So it was exciting there on this morning's train - suddenly become the express train of history - to sit there looking out of time-rich eyes at the world rolling by in a newness all my own.


Wednesday, December 08, 2010


MUSHROOMS AND RELATIVITY

I'd given up on the hiratake mushrooms in the many years since I'd inoculated the logs-- those fussy mushrooms would never emerge, they're so neurotic, as I observed on a tv program where the tyroshroomers sterilized the log sections with steam, inoculated them, wrapped them, buried them in the ground, covered them with leaves and left them alone for who knows how long, did all sorts of terminal care stuff and after all that got only 4 logs out of a dozen successfully inoculated, it was all true 'cause I saw it on tv, so this was really just a bit of mad whimsy I was engaging in here, with my simply principled approach of "just inoculate the mothers, put them under a tree somewhere, cover them with something if you want and forget 'em." So I did. Inoculated them, stacked them on rice straw under some cedars, covered them in rice chaff, more straw, burlap, and left them. But I didn't forget them.

For a good while, I'd peek under the burlap whenever I went by those cedars, but there was never a fungal sign on the logs, other than slow relentless peripheral invasion by small shelf fungi - the turtles of the mushroom world - the logs looked less and less promising. After a time I concluded that the spore had been pre-empted by shelf fungi; the logs were beginning to look forlorn in their ragged, dirty burlap carelessly tossed over woody shoulders, in comparison to the sleek but as yet unproductive shiitake logs leaning nearby in their natural tuxedos, looking ready for the Oscar red carpet, they were so trim, sharp and stylish, clearly prepared for the big time. The formerly alleged hiratake objects, in contrast, were more like under the bridge in a burlap shawl with a bottle in a bag.

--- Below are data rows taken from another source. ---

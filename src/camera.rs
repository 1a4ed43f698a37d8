//! First-person camera driven by yaw/pitch angles
use crate::input::KeyboardState;
use cgmath::{perspective, vec3, Deg, InnerSpace, Matrix4, Point3, Vector3};
use glutin::event::VirtualKeyCode;

#[derive(Debug, Clone, Copy, PartialEq, Eq)]
pub enum Direction {
    Forward,
    Backward,
    Left,
    Right,
}

/// Camera parameters, angles are in degrees
#[derive(Debug, Clone, Copy, PartialEq)]
pub struct CameraSettings {
    pub fov_deg: f32,
    pub fov_min: f32,
    pub fov_max: f32,
    /// World units per second
    pub move_speed: f32,
    /// Degrees per pixel of mouse movement
    pub mouse_sensitivity: f32,
    pub pitch_min: f32,
    pub pitch_max: f32,
    pub world_up: Vector3<f32>,
    pub pitch_deg: f32,
    pub yaw_deg: f32,
}

impl Default for CameraSettings {
    fn default() -> Self {
        Self {
            fov_deg: 70.0,
            fov_min: 1.0,
            fov_max: 70.0,
            move_speed: 2.5,
            mouse_sensitivity: 0.05,
            pitch_min: -89.0,
            pitch_max: 89.0,
            world_up: Vector3::unit_y(),
            pitch_deg: 0.0,
            // looking down -Z
            yaw_deg: -90.0,
        }
    }
}

#[derive(Debug, Clone)]
pub struct Camera {
    pub move_speed: f32,
    pub mouse_sensitivity: f32,
    pub pitch_min: f32,
    pub pitch_max: f32,
    pub fov_min: f32,
    pub fov_max: f32,

    position: Point3<f32>,
    front: Vector3<f32>,
    up: Vector3<f32>,
    right: Vector3<f32>,
    world_up: Vector3<f32>,
    fov_deg: f32,
    pitch_deg: f32,
    yaw_deg: f32,
}

impl Camera {
    pub fn new(position: Point3<f32>, settings: CameraSettings) -> Self {
        let mut camera = Self {
            move_speed: settings.move_speed,
            mouse_sensitivity: settings.mouse_sensitivity,
            pitch_min: settings.pitch_min,
            pitch_max: settings.pitch_max,
            fov_min: settings.fov_min,
            fov_max: settings.fov_max,
            position,
            front: vec3(0.0, 0.0, -1.0),
            up: settings.world_up,
            right: Vector3::unit_x(),
            world_up: settings.world_up,
            fov_deg: settings.fov_deg,
            pitch_deg: settings.pitch_deg,
            yaw_deg: settings.yaw_deg,
        };
        camera.update_vectors();
        camera
    }

    pub fn fov_deg(&self) -> f32 {
        self.fov_deg
    }

    pub fn fov_rad(&self) -> f32 {
        self.fov_deg.to_radians()
    }

    pub fn yaw_deg(&self) -> f32 {
        self.yaw_deg
    }

    pub fn pitch_deg(&self) -> f32 {
        self.pitch_deg
    }

    pub fn position(&self) -> Point3<f32> {
        self.position
    }

    pub fn front(&self) -> Vector3<f32> {
        self.front
    }

    pub fn up(&self) -> Vector3<f32> {
        self.up
    }

    pub fn right(&self) -> Vector3<f32> {
        self.right
    }

    pub fn view_matrix(&self) -> Matrix4<f32> {
        Matrix4::look_at_rh(self.position, self.position + self.front, self.up)
    }

    pub fn projection_matrix(&self, aspect_ratio: f32, near: f32, far: f32) -> Matrix4<f32> {
        perspective(Deg(self.fov_deg), aspect_ratio, near, far)
    }

    pub fn move_to_direction(&mut self, direction: Direction, delta_time: f32) {
        let distance = self.move_speed * delta_time;
        match direction {
            Direction::Forward => self.position += self.front * distance,
            Direction::Backward => self.position -= self.front * distance,
            Direction::Left => self.position -= self.right * distance,
            Direction::Right => self.position += self.right * distance,
        }
    }

    /// WASD fly controls. W wins over S and A wins over D
    pub fn process_keyboard(&mut self, keys: &KeyboardState, delta_time: f32) {
        if keys.is_pressed(VirtualKeyCode::W) {
            self.move_to_direction(Direction::Forward, delta_time);
        } else if keys.is_pressed(VirtualKeyCode::S) {
            self.move_to_direction(Direction::Backward, delta_time);
        }

        if keys.is_pressed(VirtualKeyCode::A) {
            self.move_to_direction(Direction::Left, delta_time);
        } else if keys.is_pressed(VirtualKeyCode::D) {
            self.move_to_direction(Direction::Right, delta_time);
        }
    }

    /// Offsets are in screen pixels, y grows downward
    pub fn process_mouse_move(&mut self, offset_x: f32, offset_y: f32, constrain_pitch: bool) {
        self.yaw_deg += offset_x * self.mouse_sensitivity;
        self.pitch_deg -= offset_y * self.mouse_sensitivity;

        if constrain_pitch {
            self.pitch_deg = self.pitch_deg.max(self.pitch_min).min(self.pitch_max);
        }

        self.update_vectors();
    }

    pub fn process_mouse_scroll(&mut self, offset_y: f32) {
        self.fov_deg = (self.fov_deg - offset_y).max(self.fov_min).min(self.fov_max);
    }

    fn update_vectors(&mut self) {
        let (yaw_sin, yaw_cos) = self.yaw_deg.to_radians().sin_cos();
        let (pitch_sin, pitch_cos) = self.pitch_deg.to_radians().sin_cos();
        self.front = vec3(yaw_cos * pitch_cos, pitch_sin, yaw_sin * pitch_cos).normalize();
        self.right = self.front.cross(self.world_up).normalize();
        self.up = self.right.cross(self.front).normalize();
    }
}

#[cfg(test)]
mod tests {
    use super::*;
    use cgmath::{point3, Transform};

    const EPS: f32 = 1e-5;

    fn assert_vec_eq(a: Vector3<f32>, b: Vector3<f32>) {
        assert!((a - b).magnitude() < EPS, "{:?} != {:?}", a, b);
    }

    fn camera() -> Camera {
        Camera::new(point3(0.0, 0.0, 3.0), CameraSettings::default())
    }

    #[test]
    fn starts_looking_down_negative_z() {
        let camera = camera();
        assert_vec_eq(camera.front(), vec3(0.0, 0.0, -1.0));
        assert_vec_eq(camera.right(), vec3(1.0, 0.0, 0.0));
        assert_vec_eq(camera.up(), vec3(0.0, 1.0, 0.0));
    }

    #[test]
    fn vectors_stay_orthonormal() {
        let mut camera = camera();
        camera.process_mouse_move(137.0, -42.0, true);
        for v in [camera.front(), camera.right(), camera.up()] {
            assert!((v.magnitude() - 1.0).abs() < EPS);
        }
        assert!(camera.front().dot(camera.right()).abs() < EPS);
        assert!(camera.front().dot(camera.up()).abs() < EPS);
        assert!(camera.right().dot(camera.up()).abs() < EPS);
    }

    #[test]
    fn mouse_move_scales_by_sensitivity() {
        let mut camera = camera();
        camera.process_mouse_move(100.0, 20.0, true);
        assert!((camera.yaw_deg() - -85.0).abs() < EPS);
        // moving the mouse down looks down
        assert!((camera.pitch_deg() - -1.0).abs() < EPS);
    }

    #[test]
    fn pitch_is_clamped_only_when_asked() {
        let mut camera = camera();
        camera.process_mouse_move(0.0, -10_000.0, true);
        assert_eq!(camera.pitch_deg(), 89.0);
        camera.process_mouse_move(0.0, 10_000.0, true);
        assert_eq!(camera.pitch_deg(), -89.0);

        let mut free = self::camera();
        free.process_mouse_move(0.0, -2_000.0, false);
        assert!((free.pitch_deg() - 100.0).abs() < EPS);
    }

    #[test]
    fn scroll_zooms_within_limits() {
        let mut camera = camera();
        camera.process_mouse_scroll(10.0);
        assert_eq!(camera.fov_deg(), 60.0);
        camera.process_mouse_scroll(-50.0);
        assert_eq!(camera.fov_deg(), 70.0);
        camera.process_mouse_scroll(500.0);
        assert_eq!(camera.fov_deg(), 1.0);
        assert!((camera.fov_rad() - 1f32.to_radians()).abs() < EPS);
    }

    #[test]
    fn moves_along_front_and_right() {
        let mut camera = camera();
        camera.move_to_direction(Direction::Forward, 0.4);
        assert_vec_eq(camera.position() - point3(0.0, 0.0, 0.0), vec3(0.0, 0.0, 2.0));
        camera.move_to_direction(Direction::Right, 2.0);
        assert_vec_eq(camera.position() - point3(0.0, 0.0, 0.0), vec3(5.0, 0.0, 2.0));
        camera.move_to_direction(Direction::Left, 2.0);
        camera.move_to_direction(Direction::Backward, 0.4);
        assert_vec_eq(camera.position() - point3(0.0, 0.0, 0.0), vec3(0.0, 0.0, 3.0));
    }

    #[test]
    fn keyboard_moves_one_way_per_axis() {
        use glutin::event::ElementState::Pressed;

        let mut keys = KeyboardState::default();
        keys.set(VirtualKeyCode::W, Pressed);
        keys.set(VirtualKeyCode::S, Pressed);
        keys.set(VirtualKeyCode::D, Pressed);

        let mut camera = camera();
        camera.process_keyboard(&keys, 0.4);
        assert_vec_eq(camera.position() - point3(0.0, 0.0, 0.0), vec3(1.0, 0.0, 2.0));

        camera.process_keyboard(&KeyboardState::default(), 0.4);
        assert_vec_eq(camera.position() - point3(0.0, 0.0, 0.0), vec3(1.0, 0.0, 2.0));
    }

    #[test]
    fn view_matrix_puts_the_camera_at_the_origin() {
        let camera = camera();
        let view = camera.view_matrix();
        let eye = view.transform_point(camera.position());
        assert_vec_eq(eye - point3(0.0, 0.0, 0.0), vec3(0.0, 0.0, 0.0));
        // the point in front of the camera ends up on -Z
        let ahead = view.transform_point(camera.position() + camera.front());
        assert_vec_eq(ahead - point3(0.0, 0.0, 0.0), vec3(0.0, 0.0, -1.0));
    }
}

Though I hadn't forgotten them, I didn't have much hope for those ancient H-logs anymore, thinking that at least they'll rot down in a few years and make some good compost, in which spirit I was raking leaves and cedar sprigs thereabouts the other day when something graceful and unfamiliar caught the eye of that little mindscout that's always watching through hope's tiny windows even when we daydream, that never lets go of possibility, which is really why we humans are successful as a species: it never lets us give up, is always on the lookout for a revelation... mindscouters DaVinci, Franklin, Einstein are a few good examples - not that I myself am in such company, but the list is - where was I... Oh yeah, those wonderful and elegant, Oscar-winning Hiratake Logs... Boy, were they beauties; I've never seen Hiratake that size; they're never that big when you see them in stores... and turns out that, unlike the lazy shiitake logs, the Hiratake were inoculated only 1 year ago, when in my head it used to be three or more years ago! Time is slowing down for a change! It's like when I was 10 years old! Today was a week long! Tomorrow, yay!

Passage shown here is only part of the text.